The data:
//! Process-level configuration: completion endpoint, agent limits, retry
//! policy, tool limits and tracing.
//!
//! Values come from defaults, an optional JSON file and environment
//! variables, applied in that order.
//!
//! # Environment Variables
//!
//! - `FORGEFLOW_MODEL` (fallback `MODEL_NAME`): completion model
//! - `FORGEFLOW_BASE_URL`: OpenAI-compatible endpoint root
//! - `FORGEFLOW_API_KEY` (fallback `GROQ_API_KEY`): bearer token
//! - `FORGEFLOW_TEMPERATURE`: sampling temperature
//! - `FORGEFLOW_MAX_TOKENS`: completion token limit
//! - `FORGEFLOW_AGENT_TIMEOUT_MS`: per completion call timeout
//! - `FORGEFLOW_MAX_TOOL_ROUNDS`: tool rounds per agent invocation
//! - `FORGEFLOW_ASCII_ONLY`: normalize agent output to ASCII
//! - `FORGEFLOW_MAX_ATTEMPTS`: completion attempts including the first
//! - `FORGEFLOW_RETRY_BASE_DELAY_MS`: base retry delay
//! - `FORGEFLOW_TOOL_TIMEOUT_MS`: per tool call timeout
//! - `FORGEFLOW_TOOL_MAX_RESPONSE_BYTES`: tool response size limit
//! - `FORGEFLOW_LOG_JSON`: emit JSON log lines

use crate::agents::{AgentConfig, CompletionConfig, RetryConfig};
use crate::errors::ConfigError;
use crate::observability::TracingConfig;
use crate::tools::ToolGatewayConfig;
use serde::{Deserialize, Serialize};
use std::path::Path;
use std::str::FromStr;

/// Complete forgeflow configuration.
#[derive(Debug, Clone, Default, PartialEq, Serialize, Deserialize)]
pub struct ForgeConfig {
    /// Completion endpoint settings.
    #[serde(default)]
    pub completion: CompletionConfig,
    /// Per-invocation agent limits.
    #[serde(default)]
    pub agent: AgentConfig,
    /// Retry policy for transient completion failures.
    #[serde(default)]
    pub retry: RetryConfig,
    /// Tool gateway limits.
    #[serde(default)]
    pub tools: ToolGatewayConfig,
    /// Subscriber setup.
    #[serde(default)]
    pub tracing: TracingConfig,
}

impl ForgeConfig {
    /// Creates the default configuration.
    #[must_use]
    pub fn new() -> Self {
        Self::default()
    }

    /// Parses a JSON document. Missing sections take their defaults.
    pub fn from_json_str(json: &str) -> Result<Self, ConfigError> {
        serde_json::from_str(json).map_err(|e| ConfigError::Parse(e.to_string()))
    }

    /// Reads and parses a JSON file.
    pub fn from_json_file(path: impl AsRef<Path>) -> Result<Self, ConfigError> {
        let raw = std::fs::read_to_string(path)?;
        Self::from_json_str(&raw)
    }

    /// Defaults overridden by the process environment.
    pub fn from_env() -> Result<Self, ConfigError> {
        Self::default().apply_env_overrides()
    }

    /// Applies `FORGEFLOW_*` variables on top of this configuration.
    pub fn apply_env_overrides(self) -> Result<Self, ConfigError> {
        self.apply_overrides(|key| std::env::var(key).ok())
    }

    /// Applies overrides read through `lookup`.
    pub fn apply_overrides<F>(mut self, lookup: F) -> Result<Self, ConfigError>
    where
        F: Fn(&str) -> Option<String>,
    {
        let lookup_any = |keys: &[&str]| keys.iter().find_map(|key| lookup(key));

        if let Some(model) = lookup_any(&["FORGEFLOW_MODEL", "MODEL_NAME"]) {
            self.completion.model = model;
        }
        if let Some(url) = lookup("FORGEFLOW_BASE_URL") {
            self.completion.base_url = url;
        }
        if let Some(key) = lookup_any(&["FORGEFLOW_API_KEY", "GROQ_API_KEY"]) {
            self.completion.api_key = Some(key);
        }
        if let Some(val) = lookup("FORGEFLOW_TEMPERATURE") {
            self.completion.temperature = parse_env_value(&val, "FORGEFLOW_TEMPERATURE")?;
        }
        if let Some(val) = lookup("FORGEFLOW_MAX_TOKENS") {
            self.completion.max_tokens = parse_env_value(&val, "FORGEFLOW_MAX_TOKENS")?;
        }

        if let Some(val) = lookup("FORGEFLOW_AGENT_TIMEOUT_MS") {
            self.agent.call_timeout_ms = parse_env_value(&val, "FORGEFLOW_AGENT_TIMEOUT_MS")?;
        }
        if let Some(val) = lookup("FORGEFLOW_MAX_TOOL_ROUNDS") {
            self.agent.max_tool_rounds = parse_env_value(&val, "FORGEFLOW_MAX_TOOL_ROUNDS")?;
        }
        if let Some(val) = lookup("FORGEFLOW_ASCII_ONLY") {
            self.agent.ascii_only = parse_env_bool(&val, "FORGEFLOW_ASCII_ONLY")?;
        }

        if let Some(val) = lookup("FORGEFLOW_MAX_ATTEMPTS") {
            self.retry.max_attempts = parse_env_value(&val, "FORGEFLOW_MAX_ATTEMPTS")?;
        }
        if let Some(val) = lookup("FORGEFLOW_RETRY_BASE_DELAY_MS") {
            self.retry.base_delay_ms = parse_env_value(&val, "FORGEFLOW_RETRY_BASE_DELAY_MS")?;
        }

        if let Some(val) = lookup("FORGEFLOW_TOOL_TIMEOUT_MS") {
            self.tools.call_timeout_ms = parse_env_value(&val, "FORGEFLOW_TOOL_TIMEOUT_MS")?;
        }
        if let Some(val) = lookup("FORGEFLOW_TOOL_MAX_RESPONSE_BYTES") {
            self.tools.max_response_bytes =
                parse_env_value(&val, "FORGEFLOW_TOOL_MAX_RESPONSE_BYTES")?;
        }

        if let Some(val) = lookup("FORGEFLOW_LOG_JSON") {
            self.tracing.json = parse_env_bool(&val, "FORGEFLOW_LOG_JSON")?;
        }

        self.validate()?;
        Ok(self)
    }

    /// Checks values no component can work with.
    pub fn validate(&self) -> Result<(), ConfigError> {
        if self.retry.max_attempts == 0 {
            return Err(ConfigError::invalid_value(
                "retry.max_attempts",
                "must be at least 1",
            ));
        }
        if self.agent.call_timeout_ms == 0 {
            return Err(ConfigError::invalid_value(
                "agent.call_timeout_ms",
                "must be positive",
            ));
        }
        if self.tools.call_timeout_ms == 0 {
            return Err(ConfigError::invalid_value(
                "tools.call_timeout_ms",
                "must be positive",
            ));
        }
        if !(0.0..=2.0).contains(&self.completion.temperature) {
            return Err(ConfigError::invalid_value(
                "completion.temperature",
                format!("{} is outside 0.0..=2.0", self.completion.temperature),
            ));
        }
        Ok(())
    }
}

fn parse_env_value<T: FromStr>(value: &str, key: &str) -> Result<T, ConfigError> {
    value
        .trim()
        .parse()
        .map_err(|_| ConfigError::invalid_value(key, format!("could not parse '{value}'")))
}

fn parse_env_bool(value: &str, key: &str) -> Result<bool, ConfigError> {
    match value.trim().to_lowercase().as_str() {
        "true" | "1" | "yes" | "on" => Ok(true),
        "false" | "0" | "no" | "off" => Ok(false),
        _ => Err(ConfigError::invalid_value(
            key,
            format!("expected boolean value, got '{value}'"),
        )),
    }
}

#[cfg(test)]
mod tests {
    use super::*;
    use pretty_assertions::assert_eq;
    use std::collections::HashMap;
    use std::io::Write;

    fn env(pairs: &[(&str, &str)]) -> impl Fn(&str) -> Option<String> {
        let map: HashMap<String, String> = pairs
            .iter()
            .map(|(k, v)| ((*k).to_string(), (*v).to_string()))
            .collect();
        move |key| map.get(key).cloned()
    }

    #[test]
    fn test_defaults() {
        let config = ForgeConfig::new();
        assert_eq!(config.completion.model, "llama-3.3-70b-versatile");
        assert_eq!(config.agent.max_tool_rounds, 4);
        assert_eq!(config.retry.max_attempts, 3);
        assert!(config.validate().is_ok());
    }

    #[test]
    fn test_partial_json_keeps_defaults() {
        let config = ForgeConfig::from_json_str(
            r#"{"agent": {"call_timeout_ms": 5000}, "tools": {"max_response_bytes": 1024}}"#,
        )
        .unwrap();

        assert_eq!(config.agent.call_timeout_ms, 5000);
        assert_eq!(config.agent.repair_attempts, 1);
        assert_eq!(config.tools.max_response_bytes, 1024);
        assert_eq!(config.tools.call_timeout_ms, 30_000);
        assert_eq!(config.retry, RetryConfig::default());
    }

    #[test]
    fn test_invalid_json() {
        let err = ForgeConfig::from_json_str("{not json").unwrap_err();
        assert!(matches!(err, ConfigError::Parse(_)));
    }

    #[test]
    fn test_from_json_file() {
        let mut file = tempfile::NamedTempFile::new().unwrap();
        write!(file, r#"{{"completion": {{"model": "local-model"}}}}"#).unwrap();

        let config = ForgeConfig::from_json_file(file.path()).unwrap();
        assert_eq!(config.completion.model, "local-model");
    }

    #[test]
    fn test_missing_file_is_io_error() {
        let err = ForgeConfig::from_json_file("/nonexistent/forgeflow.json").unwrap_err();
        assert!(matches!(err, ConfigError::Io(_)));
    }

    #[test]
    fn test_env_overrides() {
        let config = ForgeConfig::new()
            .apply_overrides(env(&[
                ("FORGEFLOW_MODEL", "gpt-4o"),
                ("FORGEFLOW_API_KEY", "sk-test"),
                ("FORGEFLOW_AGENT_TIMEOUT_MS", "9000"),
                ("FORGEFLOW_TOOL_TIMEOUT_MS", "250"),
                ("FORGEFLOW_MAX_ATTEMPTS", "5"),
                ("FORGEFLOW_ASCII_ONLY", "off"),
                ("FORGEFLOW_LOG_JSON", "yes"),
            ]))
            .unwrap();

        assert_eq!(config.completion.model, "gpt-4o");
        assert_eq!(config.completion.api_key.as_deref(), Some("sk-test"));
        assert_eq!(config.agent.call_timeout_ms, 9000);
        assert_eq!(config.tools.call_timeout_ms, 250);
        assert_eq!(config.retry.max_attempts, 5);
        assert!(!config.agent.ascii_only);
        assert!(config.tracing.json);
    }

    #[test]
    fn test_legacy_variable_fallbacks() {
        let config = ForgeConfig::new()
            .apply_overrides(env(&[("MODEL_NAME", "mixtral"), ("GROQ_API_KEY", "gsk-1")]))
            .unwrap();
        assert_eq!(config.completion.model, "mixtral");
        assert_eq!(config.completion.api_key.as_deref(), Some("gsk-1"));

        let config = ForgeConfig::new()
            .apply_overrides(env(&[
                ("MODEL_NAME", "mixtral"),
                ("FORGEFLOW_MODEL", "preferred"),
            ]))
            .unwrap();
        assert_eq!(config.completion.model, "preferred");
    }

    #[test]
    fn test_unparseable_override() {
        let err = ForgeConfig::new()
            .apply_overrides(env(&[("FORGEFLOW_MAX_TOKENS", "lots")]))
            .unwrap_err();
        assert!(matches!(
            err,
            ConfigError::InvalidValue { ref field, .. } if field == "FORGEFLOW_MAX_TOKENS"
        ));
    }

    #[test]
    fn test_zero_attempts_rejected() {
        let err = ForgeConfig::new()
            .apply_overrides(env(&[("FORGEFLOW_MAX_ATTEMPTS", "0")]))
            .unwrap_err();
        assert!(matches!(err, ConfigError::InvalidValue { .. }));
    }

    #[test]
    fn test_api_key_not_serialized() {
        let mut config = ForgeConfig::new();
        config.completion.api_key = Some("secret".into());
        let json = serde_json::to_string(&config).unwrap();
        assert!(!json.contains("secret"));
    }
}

The task: Scan the listing for "path" and copy out each line that has it.

Response to the exercise:
use std::path::Path;
    pub fn from_json_file(path: impl AsRef<Path>) -> Result<Self, ConfigError> {
        let raw = std::fs::read_to_string(path)?;
        let config = ForgeConfig::from_json_file(file.path()).unwrap();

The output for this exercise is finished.